The primary impact of BookCodes RAT is long‑term data exfiltration, targeting intellectual property, business plans, and credentials from organizations in defense, healthcare, and technology sectors. Financial losses from supply‑chain contamination and remediation are estimated in the tens of millions of dollars per campaign. The malware enables full remote control of infected hosts, often leading to lateral movement and deployment of additional payloads such as Cobalt Strike.

🛡️ Mitigation

Defenders should implement network segmentation, enforce multi‑factor authentication on remote access (RDP/VPN), and deploy endpoint detection rules (e.g., Sigma rules) for the specific HTTP beaconing patterns and registry persistence keys. Organizations are advised to apply the latest patches to IT management software and restrict administrative privileges, as recommended in the MITRE ATT&CK framework (T1078, T1190).

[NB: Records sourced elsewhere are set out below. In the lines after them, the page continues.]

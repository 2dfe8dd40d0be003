// Copyright 2025 eraflo
//
// Licensed under the Apache License, Version 2.0 (the "License");
// you may not use this file except in compliance with the License.
// You may obtain a copy of the License at
//
//     http://www.apache.org/licenses/LICENSE-2.0
//
// Unless required by applicable law or agreed to in writing, software
// distributed under the License is distributed on an "AS IS" BASIS,
// WITHOUT WARRANTIES OR CONDITIONS OF ANY KIND, either express or implied.
// See the License for the specific language governing permissions and
// limitations under the License.

//! The batched snapshot of external boolean configuration.
//!
//! The external store is assumed cheap but not free (a lookup by string
//! key), and it sits on the hot path otherwise, so all keys are re-read in
//! one pass at most every [`SETTINGS_REFRESH_INTERVAL_SECS`] simulated
//! seconds instead of on every access.

use log::trace;
use serde::{Deserialize, Serialize};

/// How often (simulated seconds) the settings snapshot is refreshed.
pub const SETTINGS_REFRESH_INTERVAL_SECS: f32 = 0.25;

/// The external key→bool configuration store.
///
/// The only contract: given a fixed key, return its current value.
pub trait ConfigSource {
    /// Reads the current value of a boolean option.
    fn read_bool(&self, key: &str) -> bool;
}

/// The fixed option keys the profiler reads.
pub mod keys {
    /// Master switch for the profiler overlay.
    pub const SHOW_PROFILER: &str = "show-profiler";
    /// Secondary detailed-breakdown panel.
    pub const SHOW_DETAILED_PROFILER: &str = "show-detailed-profiler";
    /// Hard-disable the fullscreen shader layer.
    pub const DISABLE_SHADERS: &str = "disable-shaders";
    /// Hard-disable player trail snapshots.
    pub const DISABLE_TRAILS: &str = "disable-trails";
    /// Hard-disable particle systems.
    pub const DISABLE_PARTICLES: &str = "disable-particles";
    /// Hard-disable glow sprites.
    pub const DISABLE_GLOW: &str = "disable-glow";
    /// Hard-disable pulse effects and pulse triggers.
    pub const DISABLE_PULSE: &str = "disable-pulse";
    /// Hard-disable camera shake and shake triggers.
    pub const DISABLE_SHAKE: &str = "disable-shake";
    /// Skip activation of high-detail objects.
    pub const DISABLE_HIGH_DETAIL: &str = "disable-high-detail";
    /// Hard-disable opacity/move effect passes.
    pub const DISABLE_MOVE_EFFECTS: &str = "disable-move-effects";
    /// Update particles at half rate instead of disabling them.
    pub const REDUCED_PARTICLES: &str = "reduced-particles";
    /// Run move/rotation action passes at half rate.
    pub const EXP_THROTTLE_ACTIONS: &str = "exp-throttle-actions";
    /// Skip the area-action pass entirely.
    pub const EXP_SKIP_AREA_EFFECTS: &str = "exp-skip-area-effects";
    /// Skip transform actions on non-visible frames.
    pub const EXP_THROTTLE_TRANSFORMS: &str = "exp-throttle-transforms";
    /// Enforce minimum spacing between spawn-group requests.
    pub const EXP_THROTTLE_SPAWNS: &str = "exp-throttle-spawns";
    /// Reserved: reduce collision checking rate.
    pub const EXP_REDUCE_COLLISIONS: &str = "exp-reduce-collisions";
    /// Reserved: cull more aggressively.
    pub const EXP_AGGRESSIVE_CULLING: &str = "exp-aggressive-culling";
    /// Skip the follow-action pass entirely.
    pub const EXP_SKIP_FOLLOW_ACTIONS: &str = "exp-skip-follow-actions";
    /// Reserved: reduce per-object color update rate.
    pub const EXP_REDUCE_COLOR_UPDATES: &str = "exp-reduce-color-updates";
    /// Update gradient layers one frame in three.
    pub const EXP_THROTTLE_GRADIENTS: &str = "exp-throttle-gradients";
    /// Update wave-trail strokes at half rate.
    pub const EXP_REDUCE_WAVE_TRAIL: &str = "exp-reduce-wave-trail";
    /// Run advanced-follow processing at half rate.
    pub const EXP_THROTTLE_ADVANCED_FOLLOW: &str = "exp-throttle-advanced-follow";
    /// Run dynamic-object processing at half rate.
    pub const EXP_THROTTLE_DYNAMIC_OBJECTS: &str = "exp-throttle-dynamic-objects";
    /// Run player-follow processing at half rate.
    pub const EXP_THROTTLE_PLAYER_FOLLOW: &str = "exp-throttle-player-follow";
    /// Run enter-effect updates at half rate.
    pub const EXP_LIMIT_ENTER_EFFECTS: &str = "exp-limit-enter-effects";
    /// Update text labels one frame in five.
    pub const EXP_THROTTLE_LABELS: &str = "exp-throttle-labels";
}

/// An all-or-nothing snapshot of the external boolean options.
///
/// A few `exp-*` keys are cached but not yet consumed by any predicate;
/// they ride along in the batched refresh so turning them into policy
/// later costs nothing on the hot path.
#[derive(Debug, Clone, Serialize, Deserialize)]
pub struct SettingsCache {
    /// Master profiler switch.
    pub show_profiler: bool,
    /// Detailed-breakdown panel switch.
    pub show_detailed_profiler: bool,
    /// See [`keys::DISABLE_SHADERS`].
    pub disable_shaders: bool,
    /// See [`keys::DISABLE_TRAILS`].
    pub disable_trails: bool,
    /// See [`keys::DISABLE_PARTICLES`].
    pub disable_particles: bool,
    /// See [`keys::DISABLE_GLOW`].
    pub disable_glow: bool,
    /// See [`keys::DISABLE_PULSE`].
    pub disable_pulse: bool,
    /// See [`keys::DISABLE_SHAKE`].
    pub disable_shake: bool,
    /// See [`keys::DISABLE_HIGH_DETAIL`].
    pub disable_high_detail: bool,
    /// See [`keys::DISABLE_MOVE_EFFECTS`].
    pub disable_move_effects: bool,
    /// See [`keys::REDUCED_PARTICLES`].
    pub reduced_particles: bool,
    /// See [`keys::EXP_THROTTLE_ACTIONS`].
    pub exp_throttle_actions: bool,
    /// See [`keys::EXP_SKIP_AREA_EFFECTS`].
    pub exp_skip_area_effects: bool,
    /// See [`keys::EXP_THROTTLE_TRANSFORMS`].
    pub exp_throttle_transforms: bool,
    /// See [`keys::EXP_THROTTLE_SPAWNS`].
    pub exp_throttle_spawns: bool,
    /// See [`keys::EXP_REDUCE_COLLISIONS`].
    pub exp_reduce_collisions: bool,
    /// See [`keys::EXP_AGGRESSIVE_CULLING`].
    pub exp_aggressive_culling: bool,
    /// See [`keys::EXP_SKIP_FOLLOW_ACTIONS`].
    pub exp_skip_follow_actions: bool,
    /// See [`keys::EXP_REDUCE_COLOR_UPDATES`].
    pub exp_reduce_color_updates: bool,
    /// See [`keys::EXP_THROTTLE_GRADIENTS`].
    pub exp_throttle_gradients: bool,
    /// See [`keys::EXP_REDUCE_WAVE_TRAIL`].
    pub exp_reduce_wave_trail: bool,
    /// See [`keys::EXP_THROTTLE_ADVANCED_FOLLOW`].
    pub exp_throttle_advanced_follow: bool,
    /// See [`keys::EXP_THROTTLE_DYNAMIC_OBJECTS`].
    pub exp_throttle_dynamic_objects: bool,
    /// See [`keys::EXP_THROTTLE_PLAYER_FOLLOW`].
    pub exp_throttle_player_follow: bool,
    /// See [`keys::EXP_LIMIT_ENTER_EFFECTS`].
    pub exp_limit_enter_effects: bool,
    /// See [`keys::EXP_THROTTLE_LABELS`].
    pub exp_throttle_labels: bool,
    /// Whether the cache has ever been populated.
    pub valid: bool,
}

impl Default for SettingsCache {
    fn default() -> Self {
        Self {
            show_profiler: true,
            show_detailed_profiler: false,
            disable_shaders: false,
            disable_trails: false,
            disable_particles: false,
            disable_glow: false,
            disable_pulse: false,
            disable_shake: false,
            disable_high_detail: false,
            disable_move_effects: false,
            reduced_particles: false,
            exp_throttle_actions: false,
            exp_skip_area_effects: false,
            exp_throttle_transforms: false,
            exp_throttle_spawns: false,
            exp_reduce_collisions: false,
            exp_aggressive_culling: false,
            exp_skip_follow_actions: false,
            exp_reduce_color_updates: false,
            exp_throttle_gradients: false,
            exp_reduce_wave_trail: false,
            exp_throttle_advanced_follow: false,
            exp_throttle_dynamic_objects: false,
            exp_throttle_player_follow: false,
            exp_limit_enter_effects: false,
            exp_throttle_labels: false,
            valid: false,
        }
    }
}

impl SettingsCache {
    /// Creates an unpopulated cache; the first `maybe_refresh` always
    /// hits the source.
    pub fn new() -> Self {
        Self::default()
    }

    /// Re-reads every option from the source in one pass and marks the
    /// cache valid.
    pub fn refresh(&mut self, source: &dyn ConfigSource) {
        self.show_profiler = source.read_bool(keys::SHOW_PROFILER);
        self.show_detailed_profiler = source.read_bool(keys::SHOW_DETAILED_PROFILER);
        self.disable_shaders = source.read_bool(keys::DISABLE_SHADERS);
        self.disable_trails = source.read_bool(keys::DISABLE_TRAILS);
        self.disable_particles = source.read_bool(keys::DISABLE_PARTICLES);
        self.disable_glow = source.read_bool(keys::DISABLE_GLOW);
        self.disable_pulse = source.read_bool(keys::DISABLE_PULSE);
        self.disable_shake = source.read_bool(keys::DISABLE_SHAKE);
        self.disable_high_detail = source.read_bool(keys::DISABLE_HIGH_DETAIL);
        self.disable_move_effects = source.read_bool(keys::DISABLE_MOVE_EFFECTS);
        self.reduced_particles = source.read_bool(keys::REDUCED_PARTICLES);
        self.exp_throttle_actions = source.read_bool(keys::EXP_THROTTLE_ACTIONS);
        self.exp_skip_area_effects = source.read_bool(keys::EXP_SKIP_AREA_EFFECTS);
        self.exp_throttle_transforms = source.read_bool(keys::EXP_THROTTLE_TRANSFORMS);
        self.exp_throttle_spawns = source.read_bool(keys::EXP_THROTTLE_SPAWNS);
        self.exp_reduce_collisions = source.read_bool(keys::EXP_REDUCE_COLLISIONS);
        self.exp_aggressive_culling = source.read_bool(keys::EXP_AGGRESSIVE_CULLING);
        self.exp_skip_follow_actions = source.read_bool(keys::EXP_SKIP_FOLLOW_ACTIONS);
        self.exp_reduce_color_updates = source.read_bool(keys::EXP_REDUCE_COLOR_UPDATES);
        self.exp_throttle_gradients = source.read_bool(keys::EXP_THROTTLE_GRADIENTS);
        self.exp_reduce_wave_trail = source.read_bool(keys::EXP_REDUCE_WAVE_TRAIL);
        self.exp_throttle_advanced_follow = source.read_bool(keys::EXP_THROTTLE_ADVANCED_FOLLOW);
        self.exp_throttle_dynamic_objects = source.read_bool(keys::EXP_THROTTLE_DYNAMIC_OBJECTS);
        self.exp_throttle_player_follow = source.read_bool(keys::EXP_THROTTLE_PLAYER_FOLLOW);
        self.exp_limit_enter_effects = source.read_bool(keys::EXP_LIMIT_ENTER_EFFECTS);
        self.exp_throttle_labels = source.read_bool(keys::EXP_THROTTLE_LABELS);
        self.valid = true;
        trace!("settings cache refreshed (profiler {})", self.show_profiler);
    }

    /// Refreshes when the accumulated time reaches the interval or the
    /// cache was never populated.
    ///
    /// Returns `true` when a refresh happened so the caller can reset its
    /// own accumulator to zero.
    pub fn maybe_refresh(&mut self, accumulated_secs: f32, source: &dyn ConfigSource) -> bool {
        if accumulated_secs >= SETTINGS_REFRESH_INTERVAL_SECS || !self.valid {
            self.refresh(source);
            true
        } else {
            false
        }
    }
}

#[cfg(test)]
mod tests {
    use super::*;
    use std::cell::Cell;
    use std::collections::HashMap;

    struct MapSource {
        values: HashMap<&'static str, bool>,
        reads: Cell<u32>,
    }

    impl MapSource {
        fn new(values: &[(&'static str, bool)]) -> Self {
            Self {
                values: values.iter().copied().collect(),
                reads: Cell::new(0),
            }
        }
    }

    impl ConfigSource for MapSource {
        fn read_bool(&self, key: &str) -> bool {
            self.reads.set(self.reads.get() + 1);
            self.values.get(key).copied().unwrap_or(false)
        }
    }

    #[test]
    fn test_first_refresh_is_forced() {
        let source = MapSource::new(&[(keys::DISABLE_SHADERS, true)]);
        let mut cache = SettingsCache::new();
        assert!(!cache.valid);

        let refreshed = cache.maybe_refresh(0.0, &source);
        assert!(refreshed, "unpopulated cache must refresh immediately");
        assert!(cache.valid);
        assert!(cache.disable_shaders);
    }

    #[test]
    fn test_refresh_waits_for_interval() {
        let source = MapSource::new(&[]);
        let mut cache = SettingsCache::new();
        cache.maybe_refresh(0.0, &source);
        let reads_after_first = source.reads.get();

        assert!(!cache.maybe_refresh(0.1, &source));
        assert!(!cache.maybe_refresh(0.24, &source));
        assert_eq!(
            source.reads.get(),
            reads_after_first,
            "no source reads below the interval"
        );

        assert!(cache.maybe_refresh(0.25, &source));
        assert!(source.reads.get() > reads_after_first);
    }

    #[test]
    fn test_refresh_reads_all_keys_in_one_pass() {
        let source = MapSource::new(&[
            (keys::SHOW_PROFILER, true),
            (keys::REDUCED_PARTICLES, true),
            (keys::EXP_THROTTLE_LABELS, true),
        ]);
        let mut cache = SettingsCache::new();
        cache.refresh(&source);

        assert_eq!(source.reads.get(), 26, "all 26 keys read in one batch");
        assert!(cache.show_profiler);
        assert!(cache.reduced_particles);
        assert!(cache.exp_throttle_labels);
        assert!(!cache.disable_glow);
    }
}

ⓘ Data Notice: The information presented above has been compiled from publicly available internet sources. Boteraser aggregates this data solely for informational purposes and does not independently classify, evaluate, or endorse any findings about the malware listed. The accuracy and completeness of this information is the sole responsibility of the original publishers. Boteraser and its operators accept no liability for any decisions made based on this data.